"Well, not exactly fleeced me, but scorched me; he has heaped coals of fire on my head. I want to take back all I have said against him, and everything I said against slumming."

He then related what the reader knows. Having worked off the steam of his extra emotion, he accompanied the doctor to the study. Here Vox gave a description of his new friend: "a well-educated man, a splendid all-round musician, a fine business man; has a wife who won't live with him, nor even let him see her—he has treated her so outrageously; but he loves her tenderly. He was once employed by Silver & Co., who thought so much of him that they were making proposals for his entering the firm when they began to suspect his rum habit. His name is Downs."

"Downs? With Silver & Co.?" The names set the doctor thinking. At length, coming out of his reverie, he picked up from the study-table a piece of marble, a bit of a fluted column he had found amid the ruins of the Temple of Diana at Ephesus. He traced on it with the pen the word D-o-w-n-s. Then he rubbed the word out with his finger; but a black spot was left that he could not get off the marble.

"There! that's the way I would spoil the job if I should try to restore the ruins of Downs.
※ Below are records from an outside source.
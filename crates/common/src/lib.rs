//! Shared types for the Business Central transport workspace
//!
//! Holds the pieces every crate needs but none owns: the redacting
//! [`Secret`] wrapper used for passwords, client secrets and bearer tokens,
//! and the configuration-level error type.

mod error;
mod secret;

pub use error::{Error, Result};
pub use secret::Secret;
Phil, stick to that man. I'll leave him to you. He's your parish. With your voice and his love of music, you ought to make him follow you as the rocks followed Orpheus. That's the meaning of the old legend—you can sing the hardest wretch into heaven. Try it, Phil."

The doctor spent a half-hour next day in Silver & Co.'s office. Just what he and Silver talked about we cannot say; but Silver was overheard to remark, as the doctor was leaving, "My wife thinks the world of the little woman, and when those two women are satisfied with his reformation, all right."

There never was a finer program for a musicale than that which, some six months later, packed the upper Carnegie Hall with the elite of the music-lovers of New York. Vox was the drawing card, for he had become, if not the celebrity, at least the fad, of the season. "Oh, Vox! he's just splendid!" was as familiarly heard as the clicking of afternoon tea-cups everywhere between Flushing and Orange Mountain. On the occasion referred to he had achieved a sevenfold encore for one performance. To the surprise of everybody, however, when he appeared to acknowledge the ovation, he led another man with him to the footlights; one who might have been his twin brother, for there was just that sort of difference between them that ought to exist between a tenor and a baritone—the former a little slighter in form and features. Curiosity was not allowed to get to the whispering-point when they rendered the Graben-Hoffman duet, "I feel thy angel spirit."

The applause was furious. Nothing like it had been heard for six months outside of Brady's Harbor. Vox gracefully stepped a little to the rear. The audience caught his meaning, and the room rang with the cry of "Tenor! tenor!"

Vox slipped to the piano, and played the chords of "Salva di Mora" from Gounod's "Faust." And how grandly Downs sang it! If Deacon Brisk had been there, even he, with his "star-twinkling" and "roof-splitting" metaphors, could not have described it.

"If Faust sang like that," said an elderly gentleman in the audience to his wife, "no wonder he won the heart of Marguerite." And he pressed his wife's hand, which somehow had got into his.

"Hush, John," replied the woman. Then she put a handkerchief to her eyes instead of her lorgnette.